[Collected data entries]
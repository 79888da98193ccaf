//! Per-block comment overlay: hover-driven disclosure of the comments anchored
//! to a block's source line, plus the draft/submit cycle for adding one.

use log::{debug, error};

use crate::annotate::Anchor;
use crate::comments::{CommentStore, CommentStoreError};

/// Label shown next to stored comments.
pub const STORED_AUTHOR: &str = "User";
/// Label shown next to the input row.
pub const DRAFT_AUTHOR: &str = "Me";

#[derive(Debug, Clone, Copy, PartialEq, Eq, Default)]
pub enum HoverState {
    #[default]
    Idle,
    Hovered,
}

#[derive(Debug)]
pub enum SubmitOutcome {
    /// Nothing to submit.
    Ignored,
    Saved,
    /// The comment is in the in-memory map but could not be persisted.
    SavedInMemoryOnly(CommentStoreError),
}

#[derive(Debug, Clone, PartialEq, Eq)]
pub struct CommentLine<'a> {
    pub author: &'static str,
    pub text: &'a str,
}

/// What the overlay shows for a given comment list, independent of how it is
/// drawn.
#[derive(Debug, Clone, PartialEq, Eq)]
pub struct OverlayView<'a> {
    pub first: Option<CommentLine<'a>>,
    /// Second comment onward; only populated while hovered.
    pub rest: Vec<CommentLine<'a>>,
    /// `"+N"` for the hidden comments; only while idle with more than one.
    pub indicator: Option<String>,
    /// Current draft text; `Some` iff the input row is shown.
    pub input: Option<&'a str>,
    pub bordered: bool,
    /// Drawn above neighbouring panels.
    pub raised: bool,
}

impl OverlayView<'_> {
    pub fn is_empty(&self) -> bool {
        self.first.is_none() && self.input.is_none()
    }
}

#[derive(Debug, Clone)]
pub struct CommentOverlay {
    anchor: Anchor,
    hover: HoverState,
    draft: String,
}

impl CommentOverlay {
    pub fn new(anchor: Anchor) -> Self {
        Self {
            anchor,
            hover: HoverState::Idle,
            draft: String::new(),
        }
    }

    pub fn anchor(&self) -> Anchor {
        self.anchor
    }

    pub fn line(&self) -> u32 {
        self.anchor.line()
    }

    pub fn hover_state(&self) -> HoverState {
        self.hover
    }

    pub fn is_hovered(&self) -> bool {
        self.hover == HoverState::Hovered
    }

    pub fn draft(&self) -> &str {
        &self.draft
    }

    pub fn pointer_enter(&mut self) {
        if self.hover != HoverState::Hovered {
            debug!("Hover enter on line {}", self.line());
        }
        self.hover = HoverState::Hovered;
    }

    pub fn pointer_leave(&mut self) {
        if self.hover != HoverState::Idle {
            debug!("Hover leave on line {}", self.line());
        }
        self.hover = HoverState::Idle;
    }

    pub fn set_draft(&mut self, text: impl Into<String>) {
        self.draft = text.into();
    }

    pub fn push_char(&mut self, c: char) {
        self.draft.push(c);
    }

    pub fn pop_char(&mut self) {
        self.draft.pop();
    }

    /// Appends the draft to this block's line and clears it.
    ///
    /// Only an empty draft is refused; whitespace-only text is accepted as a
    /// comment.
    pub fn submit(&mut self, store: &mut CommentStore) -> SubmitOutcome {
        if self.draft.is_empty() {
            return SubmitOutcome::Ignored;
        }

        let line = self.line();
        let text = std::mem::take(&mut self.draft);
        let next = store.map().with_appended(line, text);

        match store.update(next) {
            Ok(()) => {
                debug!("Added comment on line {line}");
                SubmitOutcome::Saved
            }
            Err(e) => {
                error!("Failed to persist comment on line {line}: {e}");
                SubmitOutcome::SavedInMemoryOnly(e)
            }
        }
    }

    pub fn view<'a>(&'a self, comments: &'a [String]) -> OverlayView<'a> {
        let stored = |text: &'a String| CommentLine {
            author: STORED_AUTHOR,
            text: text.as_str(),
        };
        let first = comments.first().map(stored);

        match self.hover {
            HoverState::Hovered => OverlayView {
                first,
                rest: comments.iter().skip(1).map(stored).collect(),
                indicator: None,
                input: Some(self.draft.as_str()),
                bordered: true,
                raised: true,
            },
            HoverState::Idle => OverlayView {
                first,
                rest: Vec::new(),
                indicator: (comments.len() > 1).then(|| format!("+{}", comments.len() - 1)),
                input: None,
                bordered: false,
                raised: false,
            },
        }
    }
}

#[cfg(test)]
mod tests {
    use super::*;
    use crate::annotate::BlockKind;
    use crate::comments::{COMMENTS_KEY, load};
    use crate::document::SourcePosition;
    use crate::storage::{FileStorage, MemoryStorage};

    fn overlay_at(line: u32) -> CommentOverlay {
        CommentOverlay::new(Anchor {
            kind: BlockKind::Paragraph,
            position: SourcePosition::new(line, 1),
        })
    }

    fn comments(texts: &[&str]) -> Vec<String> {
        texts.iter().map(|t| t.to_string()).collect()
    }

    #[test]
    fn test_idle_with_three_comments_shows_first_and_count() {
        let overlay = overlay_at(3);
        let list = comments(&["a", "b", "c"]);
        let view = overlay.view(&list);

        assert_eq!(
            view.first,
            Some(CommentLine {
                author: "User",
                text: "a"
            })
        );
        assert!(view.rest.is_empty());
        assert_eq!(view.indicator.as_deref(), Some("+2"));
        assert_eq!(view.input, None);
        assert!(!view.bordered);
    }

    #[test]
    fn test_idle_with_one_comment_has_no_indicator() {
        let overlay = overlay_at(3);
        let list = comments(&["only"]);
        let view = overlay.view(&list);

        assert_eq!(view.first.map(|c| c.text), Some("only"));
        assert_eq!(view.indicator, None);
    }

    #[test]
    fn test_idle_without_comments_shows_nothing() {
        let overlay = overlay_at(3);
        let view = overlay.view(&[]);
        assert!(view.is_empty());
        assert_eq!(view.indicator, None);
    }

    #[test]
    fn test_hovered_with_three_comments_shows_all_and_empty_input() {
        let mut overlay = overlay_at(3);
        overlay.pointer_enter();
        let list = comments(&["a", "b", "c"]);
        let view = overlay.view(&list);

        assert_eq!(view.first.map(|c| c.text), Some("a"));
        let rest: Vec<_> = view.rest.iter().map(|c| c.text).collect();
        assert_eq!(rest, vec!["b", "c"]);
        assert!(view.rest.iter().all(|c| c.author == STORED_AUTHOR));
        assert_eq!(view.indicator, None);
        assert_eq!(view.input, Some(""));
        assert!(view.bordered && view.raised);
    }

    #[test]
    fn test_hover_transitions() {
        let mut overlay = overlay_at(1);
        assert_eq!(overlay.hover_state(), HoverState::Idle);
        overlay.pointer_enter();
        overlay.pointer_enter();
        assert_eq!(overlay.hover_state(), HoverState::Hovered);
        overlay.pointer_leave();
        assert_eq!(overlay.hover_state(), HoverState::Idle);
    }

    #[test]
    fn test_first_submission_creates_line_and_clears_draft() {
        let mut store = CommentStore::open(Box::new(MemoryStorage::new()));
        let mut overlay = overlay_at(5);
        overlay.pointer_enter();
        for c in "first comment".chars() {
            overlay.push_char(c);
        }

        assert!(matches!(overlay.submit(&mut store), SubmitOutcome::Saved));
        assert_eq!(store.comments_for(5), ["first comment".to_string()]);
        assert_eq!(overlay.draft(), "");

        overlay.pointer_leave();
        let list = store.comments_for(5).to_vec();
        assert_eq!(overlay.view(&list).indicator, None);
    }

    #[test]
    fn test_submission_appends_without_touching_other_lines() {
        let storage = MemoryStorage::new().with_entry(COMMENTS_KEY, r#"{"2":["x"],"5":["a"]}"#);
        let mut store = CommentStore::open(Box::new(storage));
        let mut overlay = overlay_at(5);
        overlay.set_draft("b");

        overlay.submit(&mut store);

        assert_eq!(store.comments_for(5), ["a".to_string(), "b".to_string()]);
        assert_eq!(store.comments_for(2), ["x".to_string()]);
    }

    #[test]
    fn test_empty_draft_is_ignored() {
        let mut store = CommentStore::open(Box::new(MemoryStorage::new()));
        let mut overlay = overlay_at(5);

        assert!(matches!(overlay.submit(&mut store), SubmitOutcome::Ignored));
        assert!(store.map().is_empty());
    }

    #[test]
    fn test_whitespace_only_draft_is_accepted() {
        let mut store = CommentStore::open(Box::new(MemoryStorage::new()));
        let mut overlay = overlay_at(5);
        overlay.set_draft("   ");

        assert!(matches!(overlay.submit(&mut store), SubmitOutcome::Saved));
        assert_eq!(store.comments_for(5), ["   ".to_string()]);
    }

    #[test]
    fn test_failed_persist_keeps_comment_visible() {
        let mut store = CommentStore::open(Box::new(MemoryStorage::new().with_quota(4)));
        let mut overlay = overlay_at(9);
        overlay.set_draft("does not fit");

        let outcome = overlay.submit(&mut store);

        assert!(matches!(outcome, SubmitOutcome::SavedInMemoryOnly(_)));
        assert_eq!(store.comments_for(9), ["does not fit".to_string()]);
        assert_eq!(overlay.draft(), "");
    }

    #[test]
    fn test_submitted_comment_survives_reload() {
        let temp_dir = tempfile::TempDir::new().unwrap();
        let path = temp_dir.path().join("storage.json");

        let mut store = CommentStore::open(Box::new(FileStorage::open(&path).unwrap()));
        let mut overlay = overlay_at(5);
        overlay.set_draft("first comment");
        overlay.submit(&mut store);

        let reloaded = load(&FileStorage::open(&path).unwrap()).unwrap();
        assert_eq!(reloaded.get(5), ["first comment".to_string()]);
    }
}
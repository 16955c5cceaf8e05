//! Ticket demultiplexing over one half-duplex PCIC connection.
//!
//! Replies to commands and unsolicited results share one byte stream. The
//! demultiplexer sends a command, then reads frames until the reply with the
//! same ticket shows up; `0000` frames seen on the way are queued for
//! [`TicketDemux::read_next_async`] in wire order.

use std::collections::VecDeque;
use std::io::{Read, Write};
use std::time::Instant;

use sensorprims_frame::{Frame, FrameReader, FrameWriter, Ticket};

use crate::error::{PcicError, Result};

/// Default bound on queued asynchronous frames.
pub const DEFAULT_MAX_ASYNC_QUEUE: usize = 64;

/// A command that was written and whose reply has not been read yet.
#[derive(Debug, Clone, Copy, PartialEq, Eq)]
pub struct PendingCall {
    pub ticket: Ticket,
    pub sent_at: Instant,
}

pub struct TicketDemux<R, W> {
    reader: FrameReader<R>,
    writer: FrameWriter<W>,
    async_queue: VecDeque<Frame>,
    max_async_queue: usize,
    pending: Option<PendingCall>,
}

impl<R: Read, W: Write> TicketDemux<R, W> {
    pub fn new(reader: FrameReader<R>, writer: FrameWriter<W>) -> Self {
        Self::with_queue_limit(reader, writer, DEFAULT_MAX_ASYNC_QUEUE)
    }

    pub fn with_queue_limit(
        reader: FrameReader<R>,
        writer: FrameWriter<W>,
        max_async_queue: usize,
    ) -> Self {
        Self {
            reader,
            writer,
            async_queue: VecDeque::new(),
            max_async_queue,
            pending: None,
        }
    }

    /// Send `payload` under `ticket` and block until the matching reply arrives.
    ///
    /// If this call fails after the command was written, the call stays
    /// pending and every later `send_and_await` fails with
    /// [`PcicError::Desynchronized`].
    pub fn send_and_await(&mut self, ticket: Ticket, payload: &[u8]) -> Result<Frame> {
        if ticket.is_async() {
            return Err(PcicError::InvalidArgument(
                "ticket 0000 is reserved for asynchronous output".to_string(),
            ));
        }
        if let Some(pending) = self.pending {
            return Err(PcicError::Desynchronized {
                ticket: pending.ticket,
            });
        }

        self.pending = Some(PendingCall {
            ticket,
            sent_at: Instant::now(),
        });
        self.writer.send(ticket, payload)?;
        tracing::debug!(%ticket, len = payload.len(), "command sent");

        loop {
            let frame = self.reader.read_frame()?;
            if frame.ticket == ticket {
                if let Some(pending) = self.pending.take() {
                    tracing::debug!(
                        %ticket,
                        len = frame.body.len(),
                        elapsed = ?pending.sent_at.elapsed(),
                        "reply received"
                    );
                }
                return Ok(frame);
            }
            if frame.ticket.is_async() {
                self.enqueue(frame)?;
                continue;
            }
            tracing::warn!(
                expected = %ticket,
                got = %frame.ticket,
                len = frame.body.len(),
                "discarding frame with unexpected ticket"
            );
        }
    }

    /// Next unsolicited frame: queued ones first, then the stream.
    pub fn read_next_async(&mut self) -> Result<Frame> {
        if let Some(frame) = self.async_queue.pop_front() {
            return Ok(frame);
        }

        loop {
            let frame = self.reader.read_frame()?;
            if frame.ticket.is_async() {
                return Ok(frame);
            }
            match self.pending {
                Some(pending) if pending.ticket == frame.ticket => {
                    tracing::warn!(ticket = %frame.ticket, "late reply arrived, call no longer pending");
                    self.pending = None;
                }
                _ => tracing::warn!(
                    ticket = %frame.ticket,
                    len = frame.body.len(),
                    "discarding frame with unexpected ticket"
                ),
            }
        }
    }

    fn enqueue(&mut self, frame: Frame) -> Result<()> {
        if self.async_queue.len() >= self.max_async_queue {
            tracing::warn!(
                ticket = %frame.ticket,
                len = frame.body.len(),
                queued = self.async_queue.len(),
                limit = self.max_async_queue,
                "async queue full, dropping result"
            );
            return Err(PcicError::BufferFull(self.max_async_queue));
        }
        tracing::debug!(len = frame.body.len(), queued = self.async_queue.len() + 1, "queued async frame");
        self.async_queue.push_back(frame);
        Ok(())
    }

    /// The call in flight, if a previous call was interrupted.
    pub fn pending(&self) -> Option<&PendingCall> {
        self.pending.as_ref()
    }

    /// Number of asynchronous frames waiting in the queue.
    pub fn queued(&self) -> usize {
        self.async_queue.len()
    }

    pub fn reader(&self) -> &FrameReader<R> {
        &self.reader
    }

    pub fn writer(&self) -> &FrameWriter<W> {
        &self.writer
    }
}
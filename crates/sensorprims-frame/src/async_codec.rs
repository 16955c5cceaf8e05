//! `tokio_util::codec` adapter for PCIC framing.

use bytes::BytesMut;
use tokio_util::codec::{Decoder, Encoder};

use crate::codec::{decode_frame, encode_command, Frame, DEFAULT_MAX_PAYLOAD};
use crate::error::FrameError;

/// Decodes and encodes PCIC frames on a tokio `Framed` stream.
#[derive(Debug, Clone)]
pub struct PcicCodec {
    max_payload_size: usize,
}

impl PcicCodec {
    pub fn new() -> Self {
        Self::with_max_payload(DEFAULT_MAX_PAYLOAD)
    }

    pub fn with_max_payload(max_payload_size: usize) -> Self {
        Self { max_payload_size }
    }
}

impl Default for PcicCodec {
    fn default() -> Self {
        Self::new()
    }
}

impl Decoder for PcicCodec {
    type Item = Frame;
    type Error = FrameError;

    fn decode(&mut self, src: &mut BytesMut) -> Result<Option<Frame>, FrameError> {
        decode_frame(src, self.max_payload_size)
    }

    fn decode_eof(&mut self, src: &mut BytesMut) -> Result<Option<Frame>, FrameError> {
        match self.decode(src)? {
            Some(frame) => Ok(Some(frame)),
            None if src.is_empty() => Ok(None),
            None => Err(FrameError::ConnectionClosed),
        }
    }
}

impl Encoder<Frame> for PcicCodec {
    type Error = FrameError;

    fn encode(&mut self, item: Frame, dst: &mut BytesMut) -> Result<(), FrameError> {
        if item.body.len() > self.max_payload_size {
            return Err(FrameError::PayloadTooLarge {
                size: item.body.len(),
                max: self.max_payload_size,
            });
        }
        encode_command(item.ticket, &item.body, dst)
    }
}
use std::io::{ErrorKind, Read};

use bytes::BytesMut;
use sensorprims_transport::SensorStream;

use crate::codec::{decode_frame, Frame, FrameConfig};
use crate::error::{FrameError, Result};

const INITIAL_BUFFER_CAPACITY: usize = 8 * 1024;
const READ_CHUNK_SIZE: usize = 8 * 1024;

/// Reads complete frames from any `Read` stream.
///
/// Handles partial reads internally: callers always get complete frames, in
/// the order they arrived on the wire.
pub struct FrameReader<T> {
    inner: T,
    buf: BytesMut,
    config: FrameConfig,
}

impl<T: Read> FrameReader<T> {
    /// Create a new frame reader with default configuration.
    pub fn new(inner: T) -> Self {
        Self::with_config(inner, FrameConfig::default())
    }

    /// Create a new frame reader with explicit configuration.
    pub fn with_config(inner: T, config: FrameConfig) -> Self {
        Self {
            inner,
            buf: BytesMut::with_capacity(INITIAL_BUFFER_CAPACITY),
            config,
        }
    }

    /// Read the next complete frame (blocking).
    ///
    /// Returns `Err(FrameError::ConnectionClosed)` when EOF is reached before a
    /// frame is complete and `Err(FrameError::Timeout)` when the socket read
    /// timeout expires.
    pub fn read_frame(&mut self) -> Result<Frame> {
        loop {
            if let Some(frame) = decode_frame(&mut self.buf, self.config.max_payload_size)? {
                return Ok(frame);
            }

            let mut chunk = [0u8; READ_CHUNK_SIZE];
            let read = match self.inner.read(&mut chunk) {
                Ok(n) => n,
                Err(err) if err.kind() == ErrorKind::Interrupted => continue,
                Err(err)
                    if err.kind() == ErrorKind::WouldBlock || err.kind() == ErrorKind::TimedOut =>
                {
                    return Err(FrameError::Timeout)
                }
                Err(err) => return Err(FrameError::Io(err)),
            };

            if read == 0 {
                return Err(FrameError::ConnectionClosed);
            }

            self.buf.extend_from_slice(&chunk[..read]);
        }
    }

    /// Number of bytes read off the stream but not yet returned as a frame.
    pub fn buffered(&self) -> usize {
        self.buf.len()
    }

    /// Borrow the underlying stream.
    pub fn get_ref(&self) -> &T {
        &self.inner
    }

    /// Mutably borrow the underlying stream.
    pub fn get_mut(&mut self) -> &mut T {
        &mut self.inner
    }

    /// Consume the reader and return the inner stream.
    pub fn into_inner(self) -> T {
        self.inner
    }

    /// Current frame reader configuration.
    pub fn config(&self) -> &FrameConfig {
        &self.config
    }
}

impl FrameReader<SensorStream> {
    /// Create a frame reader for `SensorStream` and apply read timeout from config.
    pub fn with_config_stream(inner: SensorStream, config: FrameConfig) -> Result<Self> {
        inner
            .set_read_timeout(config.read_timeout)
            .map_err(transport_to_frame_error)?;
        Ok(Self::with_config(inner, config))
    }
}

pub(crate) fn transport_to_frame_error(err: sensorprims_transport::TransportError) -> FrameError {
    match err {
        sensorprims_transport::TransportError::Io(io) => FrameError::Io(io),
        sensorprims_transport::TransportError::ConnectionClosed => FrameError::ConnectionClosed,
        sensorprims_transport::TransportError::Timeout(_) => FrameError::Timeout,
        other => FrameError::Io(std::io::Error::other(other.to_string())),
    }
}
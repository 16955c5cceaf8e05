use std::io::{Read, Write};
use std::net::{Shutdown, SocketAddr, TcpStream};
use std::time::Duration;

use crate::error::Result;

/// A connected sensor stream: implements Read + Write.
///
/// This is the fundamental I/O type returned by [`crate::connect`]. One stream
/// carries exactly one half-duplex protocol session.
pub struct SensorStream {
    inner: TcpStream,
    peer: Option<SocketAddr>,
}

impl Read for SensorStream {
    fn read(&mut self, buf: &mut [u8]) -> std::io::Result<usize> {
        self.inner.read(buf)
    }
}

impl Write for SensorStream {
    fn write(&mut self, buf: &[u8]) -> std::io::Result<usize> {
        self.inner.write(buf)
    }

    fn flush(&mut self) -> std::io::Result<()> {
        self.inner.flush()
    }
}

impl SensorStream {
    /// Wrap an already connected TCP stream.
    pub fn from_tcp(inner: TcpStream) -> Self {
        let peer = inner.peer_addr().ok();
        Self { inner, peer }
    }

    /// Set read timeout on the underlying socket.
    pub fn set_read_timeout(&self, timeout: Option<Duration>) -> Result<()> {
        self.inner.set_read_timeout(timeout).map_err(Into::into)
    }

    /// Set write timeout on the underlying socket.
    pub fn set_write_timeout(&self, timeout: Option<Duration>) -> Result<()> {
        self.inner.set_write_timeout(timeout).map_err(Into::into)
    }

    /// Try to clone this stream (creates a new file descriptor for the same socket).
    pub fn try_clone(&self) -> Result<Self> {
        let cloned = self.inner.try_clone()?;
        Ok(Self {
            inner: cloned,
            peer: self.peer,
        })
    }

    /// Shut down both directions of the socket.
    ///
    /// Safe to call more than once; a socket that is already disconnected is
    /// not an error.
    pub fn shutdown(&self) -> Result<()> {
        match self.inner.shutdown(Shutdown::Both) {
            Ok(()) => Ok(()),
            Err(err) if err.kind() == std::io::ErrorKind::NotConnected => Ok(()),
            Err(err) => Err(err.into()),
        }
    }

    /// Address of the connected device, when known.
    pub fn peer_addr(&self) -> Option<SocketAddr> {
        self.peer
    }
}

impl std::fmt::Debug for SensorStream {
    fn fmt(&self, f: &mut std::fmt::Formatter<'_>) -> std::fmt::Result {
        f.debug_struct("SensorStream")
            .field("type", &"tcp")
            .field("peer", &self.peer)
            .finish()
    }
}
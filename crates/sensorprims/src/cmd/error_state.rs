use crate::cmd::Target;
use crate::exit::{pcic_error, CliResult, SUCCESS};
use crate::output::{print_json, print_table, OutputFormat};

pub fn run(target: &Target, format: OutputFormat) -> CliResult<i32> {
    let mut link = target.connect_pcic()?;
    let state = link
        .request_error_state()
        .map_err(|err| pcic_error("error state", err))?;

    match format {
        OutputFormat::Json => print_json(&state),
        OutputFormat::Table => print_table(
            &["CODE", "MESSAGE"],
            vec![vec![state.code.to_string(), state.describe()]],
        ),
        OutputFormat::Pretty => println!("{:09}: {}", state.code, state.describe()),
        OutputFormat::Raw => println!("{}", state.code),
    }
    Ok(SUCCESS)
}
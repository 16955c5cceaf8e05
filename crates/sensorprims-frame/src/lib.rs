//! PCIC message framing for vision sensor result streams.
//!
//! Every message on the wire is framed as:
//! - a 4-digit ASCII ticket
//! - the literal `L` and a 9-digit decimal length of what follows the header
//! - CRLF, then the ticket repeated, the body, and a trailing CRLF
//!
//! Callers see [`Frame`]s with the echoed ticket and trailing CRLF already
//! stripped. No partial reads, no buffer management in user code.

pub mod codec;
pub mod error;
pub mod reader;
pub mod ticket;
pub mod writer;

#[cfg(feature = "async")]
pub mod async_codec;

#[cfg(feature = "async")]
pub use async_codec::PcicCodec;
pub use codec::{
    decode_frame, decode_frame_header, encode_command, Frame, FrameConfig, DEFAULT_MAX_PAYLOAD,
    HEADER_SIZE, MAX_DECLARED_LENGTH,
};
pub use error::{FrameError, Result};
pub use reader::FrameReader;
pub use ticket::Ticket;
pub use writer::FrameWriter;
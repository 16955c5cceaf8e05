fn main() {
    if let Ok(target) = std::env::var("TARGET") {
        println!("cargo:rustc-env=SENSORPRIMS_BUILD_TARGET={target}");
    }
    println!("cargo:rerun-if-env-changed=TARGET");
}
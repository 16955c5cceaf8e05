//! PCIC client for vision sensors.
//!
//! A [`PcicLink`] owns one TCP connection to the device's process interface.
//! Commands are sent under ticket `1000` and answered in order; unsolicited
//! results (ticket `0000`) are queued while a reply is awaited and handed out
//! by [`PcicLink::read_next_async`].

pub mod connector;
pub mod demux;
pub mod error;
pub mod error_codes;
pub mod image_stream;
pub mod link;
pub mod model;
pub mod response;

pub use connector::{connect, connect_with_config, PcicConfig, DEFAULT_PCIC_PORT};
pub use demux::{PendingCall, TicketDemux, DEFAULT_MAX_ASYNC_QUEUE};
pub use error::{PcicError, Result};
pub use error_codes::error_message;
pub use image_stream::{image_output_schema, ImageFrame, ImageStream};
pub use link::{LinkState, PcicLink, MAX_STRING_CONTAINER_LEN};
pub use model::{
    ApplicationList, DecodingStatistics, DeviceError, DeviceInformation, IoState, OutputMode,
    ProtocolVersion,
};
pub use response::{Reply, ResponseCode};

> [WHAT THE EXERCISE ASKS]:
Using the records above, copy each line that contains "body".

> [ANSWER TO THE PROBLEM]:
                        len = frame.body.len(),
                len = frame.body.len(),
                    len = frame.body.len(),
                len = frame.body.len(),
        tracing::debug!(len = frame.body.len(), queued = self.async_queue.len() + 1, "queued async frame");
        if item.body.len() > self.max_payload_size {
                size: item.body.len(),
        encode_command(item.ticket, &item.body, dst)
//! - CRLF, then the ticket repeated, the body, and a trailing CRLF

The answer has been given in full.